QUARTIER WAKHINANE 3 – PIKINE (SENEGAL)
I- LE PROCESSUS
1.1 HISTOIRE D’UNE RECHERCHE ACTION
La recherche action tire son origine d’une formation des jeunes organisée dans le
quartier Wakhinane – Pikine- (Sénégal). Profitant de cette activité mobilisatrice, les
femmes
se sentant « exclues » ont contacté les collègues
de la coordination
internationale Quartier du Monde (QDM) pour exprimer le besoin de « faire partie »
du réseau QDM, ou de « se faire financer leurs projets »
Tout ceci dans un contexte ou, dans la conscience collective, un projet équivaut
nécessairement à des financements. Une logique dominante qui a libre cours en général
dans les pays africains.
A partir de ce moment, l’idée d’une recherche action participative a germé dans les
esprits. Le thème serait « les femmes et l’économie sociale et solidaire ». Au-delà d’une
amélioration des conditions de vie, il fallait mettre l’accent sur la « qualité de vie » des
femmes.
Mais, une recherche action doit avoir un ancrage.
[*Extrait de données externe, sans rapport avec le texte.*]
//! Object store capability used by the controllers, with a `kube::Api`
//! backed implementation.

#[cfg(test)]
pub mod memory;

use crate::error::{Error, Result};
use async_trait::async_trait;
use k8s_openapi::NamespaceResourceScope;
use kube::api::{DeleteParams, ListParams, Patch, PatchParams, PostParams};
use kube::{Api, Client, Resource, ResourceExt};
use serde::Serialize;
use serde::de::DeserializeOwned;
use serde_json::json;
use std::fmt::Debug;
use std::marker::PhantomData;
use std::sync::Arc;

/// Namespaced objects of kind `K`.
#[async_trait]
pub trait ObjectStore<K>: Send + Sync {
    /// Fails with [`Error::NotFound`] when the object does not exist.
    async fn get(&self, namespace: &str, name: &str) -> Result<K>;

    /// Lists objects in `namespace` (all namespaces for `None`), optionally
    /// filtered by a `key=value[,key=value]` label selector.
    async fn list(&self, namespace: Option<&str>, label_selector: Option<&str>) -> Result<Vec<K>>;

    async fn create(&self, namespace: &str, obj: &K) -> Result<K>;

    /// Replaces the object, subject to its resourceVersion.
    async fn replace(&self, namespace: &str, obj: &K) -> Result<K>;

    async fn patch_json(&self, namespace: &str, name: &str, patch: json_patch::Patch)
    -> Result<K>;

    /// Merges `status` into the status subresource.
    async fn patch_status(
        &self,
        namespace: &str,
        name: &str,
        status: serde_json::Value,
    ) -> Result<K>;

    async fn delete(&self, namespace: &str, name: &str) -> Result<()>;
}

pub type SharedStore<K> = Arc<dyn ObjectStore<K>>;

pub struct KubeStore<K> {
    client: Client,
    _kind: PhantomData<fn() -> K>,
}

impl<K> KubeStore<K> {
    pub fn new(client: Client) -> Self {
        Self {
            client,
            _kind: PhantomData,
        }
    }

    pub fn shared(client: Client) -> Arc<Self> {
        Arc::new(Self::new(client))
    }
}

impl<K> KubeStore<K>
where
    K: Resource<DynamicType = (), Scope = NamespaceResourceScope>,
{
    fn api(&self, namespace: &str) -> Api<K> {
        Api::namespaced(self.client.clone(), namespace)
    }
}

#[async_trait]
impl<K> ObjectStore<K> for KubeStore<K>
where
    K: Resource<DynamicType = (), Scope = NamespaceResourceScope>
        + Clone
        + Debug
        + Serialize
        + DeserializeOwned
        + Send
        + Sync
        + 'static,
{
    async fn get(&self, namespace: &str, name: &str) -> Result<K> {
        self.api(namespace)
            .get_opt(name)
            .await?
            .ok_or_else(|| Error::not_found(K::kind(&()), namespace, name))
    }

    async fn list(&self, namespace: Option<&str>, label_selector: Option<&str>) -> Result<Vec<K>> {
        let api: Api<K> = match namespace {
            Some(ns) => self.api(ns),
            None => Api::all(self.client.clone()),
        };
        let mut lp = ListParams::default();
        if let Some(selector) = label_selector {
            lp = lp.labels(selector);
        }
        Ok(api.list(&lp).await?.items)
    }

    async fn create(&self, namespace: &str, obj: &K) -> Result<K> {
        Ok(self
            .api(namespace)
            .create(&PostParams::default(), obj)
            .await?)
    }

    async fn replace(&self, namespace: &str, obj: &K) -> Result<K> {
        Ok(self
            .api(namespace)
            .replace(&obj.name_any(), &PostParams::default(), obj)
            .await?)
    }

    async fn patch_json(
        &self,
        namespace: &str,
        name: &str,
        patch: json_patch::Patch,
    ) -> Result<K> {
        Ok(self
            .api(namespace)
            .patch(name, &PatchParams::default(), &Patch::Json::<()>(patch))
            .await?)
    }

    async fn patch_status(
        &self,
        namespace: &str,
        name: &str,
        status: serde_json::Value,
    ) -> Result<K> {
        let patch = json!({ "status": status });
        Ok(self
            .api(namespace)
            .patch_status(name, &PatchParams::default(), &Patch::Merge(&patch))
            .await?)
    }

    async fn delete(&self, namespace: &str, name: &str) -> Result<()> {
        self.api(namespace)
            .delete(name, &DeleteParams::background())
            .await?;
        Ok(())
    }
}

/// Builds an RFC 6902 patch from `{"op", "path", "value"}` objects.
pub fn json_patch(operations: Vec<serde_json::Value>) -> Result<json_patch::Patch> {
    Ok(serde_json::from_value(serde_json::Value::Array(operations))?)
}

/// Escapes a single JSON pointer token.
pub fn escape_pointer(token: &str) -> String {
    token.replace('~', "~0").replace('/', "~1")
}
C’est le premier défi que l’équipe de
facilitatrices a du relever.
1.2. ANCRAGE DE LA RECHERCHE ACTION
L’ancrage territorial, organisationnel et social de la recherche action induit que les
femmes devront s’engager en toute connaissance de cause. C’est pourquoi, les
facilitatrices se sont déployées dans le quartier pour identifier les femmes qui
seront en recherche action.
Dans le quartier Wakhinane, il existe de multiples et divers regroupements de femmes.
Parmi ceux-ci, certains sont fonctionnels, d’autres pas. Les questions qui se posaient :
- fallait –il choisir un seul regroupement féminin pour être en recherche action ? La
réponse a été négative car, le risque majeur est de créer des tensions dans le quartier
et entre les femmes : un choix est toujours subjectif.
- fallait –il travailler avec les regroupements féminins actifs sur le terrain ?
Cette option a été retenue avec l’avantage de les mettre en synergie
1
Ainsi, huit regroupements féminins sont contactés. En effet, profitant de leur réunion,
les facilitatrices ont partagé les objectifs, les résultats attendus et les perspectives de
la recherche action. Les groupements féminins l’ont favorablement accueilli.
Mais, comme l’objectif est de mettre en synergie les groupements féminins, il est
laissé la latitude à chaque groupement de choisir une déléguée parmi ses membres. Elle
s’engagerait à assister à toutes les réunions, rencontres, réflexions concernant la
recherche action mais surtout de restituer aux membres de son regroupement.
Au total, ces huit délégués vont constituer le groupe de recherche action, un outil de
liaison et d’interface avec les regroupements féminins.
L’enjeu de la recherche action sur cette thématique « économie sociale et solidaire »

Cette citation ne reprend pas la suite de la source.